Lyla sah Rebecca an. »Du hast eine Postkarte erwähnt?«
»Sie wurde mitten im Hexenring gefunden.« Rebecca zerrte Handschuhe über ihre Finger, warf Lyla ein Paar zu, holte die Beweismitteltasche, öffnete sie und reichte ihr die Karte.
Lyla nahm sie behutsam entgegen. Die Vorderseite zeigte eine handgezeichnete Landkarte, wie sie in Souvenirshops verkauft wurden, mit vielen Cottages, Bäumen und Sehenswürdigkeiten. Kein Detail war maßstabsgetreu, es sei denn, die Ponys im New Forest waren hundert Meter groß.

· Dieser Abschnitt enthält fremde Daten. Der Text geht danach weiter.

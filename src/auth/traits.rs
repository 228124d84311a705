// SPDX-License-Identifier: GPL-3.0-only
use tokio::sync::watch;

use crate::cart::models::Credential;

/// Source of the current credential. The engine only reads it.
pub trait AuthProvider: Send + Sync {
    /// Credential in effect right now
    fn current(&self) -> Option<Credential>;

    /// Change notifications, including sign-out (`None`)
    fn subscribe(&self) -> watch::Receiver<Option<Credential>>;
}
// SPDX-License-Identifier: GPL-3.0-only
pub mod machine;
pub mod monitor;

pub use machine::{ConnectivityEffect, ConnectivityEvent, ConnectivityMachine, ConnectivityMode, Transition};
pub use monitor::Connectivity;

Auf der Rückseite stand eine Nachricht:
Liebe Lyla,
schön, dass du da bist! Ist ewig her – fünfundzwanzig Jahre, aber wer zählt da schon nach. Hast du mich vermisst? Du warst so jung. Ich wette, damals hast du zum letzten Mal gut geschlafen.

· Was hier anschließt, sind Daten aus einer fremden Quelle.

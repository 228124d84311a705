// SPDX-License-Identifier: GPL-3.0-only
use std::collections::HashMap;
use std::future::Future;
use std::sync::{Mutex, MutexGuard, PoisonError};
use std::time::Duration;

use tokio::task::JoinHandle;
use tracing::debug;

/// Coalesces bursts of triggers per key into a single delayed run.
#[derive(Default)]
pub struct DebouncedTrigger {
    pending: Mutex<HashMap<&'static str, JoinHandle<()>>>,
}

impl DebouncedTrigger {
    pub fn new() -> Self {
        Self::default()
    }

    fn pending(&self) -> MutexGuard<'_, HashMap<&'static str, JoinHandle<()>>> {
        self.pending.lock().unwrap_or_else(PoisonError::into_inner)
    }

    /// Run `task` after `delay`, replacing whatever was scheduled under `key`
    pub fn schedule<F>(&self, key: &'static str, delay: Duration, task: F)
    where
        F: Future<Output = ()> + Send + 'static,
    {
        let handle = tokio::spawn(async move {
            tokio::time::sleep(delay).await;
            task.await;
        });

        if let Some(previous) = self.pending().insert(key, handle) {
            if !previous.is_finished() {
                debug!(key, "Coalesced pending trigger");
            }
            previous.abort();
        }
    }

    /// Cancel the pending run for `key` and run `task` right away
    pub async fn flush_now<F, T>(&self, key: &'static str, task: F) -> T
    where
        F: Future<Output = T>,
    {
        self.cancel(key);
        task.await
    }

    pub fn cancel(&self, key: &'static str) {
        if let Some(handle) = self.pending().remove(key) {
            handle.abort();
        }
    }

    /// Abort every pending or running task, e.g. when the credential changes
    pub fn cancel_all(&self) {
        for (key, handle) in self.pending().drain() {
            if !handle.is_finished() {
                debug!(key, "Cancelled pending trigger");
            }
            handle.abort();
        }
    }

    pub fn is_pending(&self, key: &'static str) -> bool {
        self.pending().get(key).is_some_and(|handle| !handle.is_finished())
    }
}

impl Drop for DebouncedTrigger {
    fn drop(&mut self) {
        self.cancel_all();
    }
}
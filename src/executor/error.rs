// SPDX-License-Identifier: GPL-3.0-only

#[derive(Debug, Clone, PartialEq, Eq)]
pub enum NetworkErrorKind {
    Timeout,
    Aborted,
    ServerError(u16),
    Transport(String),
}

impl std::fmt::Display for NetworkErrorKind {
    fn fmt(&self, f: &mut std::fmt::Formatter<'_>) -> std::fmt::Result {
        match self {
            NetworkErrorKind::Timeout => f.write_str("timed out"),
            NetworkErrorKind::Aborted => f.write_str("aborted"),
            NetworkErrorKind::ServerError(status) => write!(f, "server error {}", status),
            NetworkErrorKind::Transport(message) => write!(f, "transport error: {}", message),
        }
    }
}

/// The remote could not be reached after the retry budget was spent
#[derive(thiserror::Error, Debug, Clone, PartialEq, Eq)]
#[error("Request {kind} after {attempts} attempt(s)")]
pub struct NetworkError {
    pub kind: NetworkErrorKind,
    pub attempts: u32,
}

impl NetworkError {
    pub fn is_retryable(&self) -> bool {
        !matches!(self.kind, NetworkErrorKind::Aborted)
    }
}

#[derive(thiserror::Error, Debug, Clone, PartialEq, Eq)]
pub enum RequestError {
    #[error(transparent)]
    Network(#[from] NetworkError),

    /// 4xx answer; returned on the first attempt, never retried
    #[error("Request rejected with status {status}: {body}")]
    Rejected { status: u16, body: String },
}
// SPDX-License-Identifier: GPL-3.0-only
#[allow(clippy::module_inception)]
pub mod config;

pub use config::Config;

Spielst du mit Rondellkäppchen? Weißt du, was die Karte zu bedeuten hat? Nein, wohl kaum. Du bist weder scharfsinnig noch phantasievoll genug. Deshalb ein, zwei gut gemeinte Tipps: Das Mäntelchen ist für dich, nur wirst du in einer Grimmen Nacht wohl trotzdem frieren – nimm einen Schluck aus der Thermosflasche im Korb. Außerdem wird dich in den nächsten Tagen ein Tod wärmen. Herauszufinden, wer ich war und bin, warum ich all das hier tue und weshalb ich dich ausgewählt habe, wird ein rauschender Ball für dich sein.
Bis dahin kannst du mich im Wald suchen.
»Warum ist die Karte an dich adressiert?«, fragte Rebecca.
Lyla schwieg. Vollgepumpt mit Adrenalin, sprintete sie bis zum Rand der Lichtung. Ihre Gedanken waren so zielgerichtet und gebündelt wie der Strahl ihrer ins Dunkel gerichteten Taschenlampe.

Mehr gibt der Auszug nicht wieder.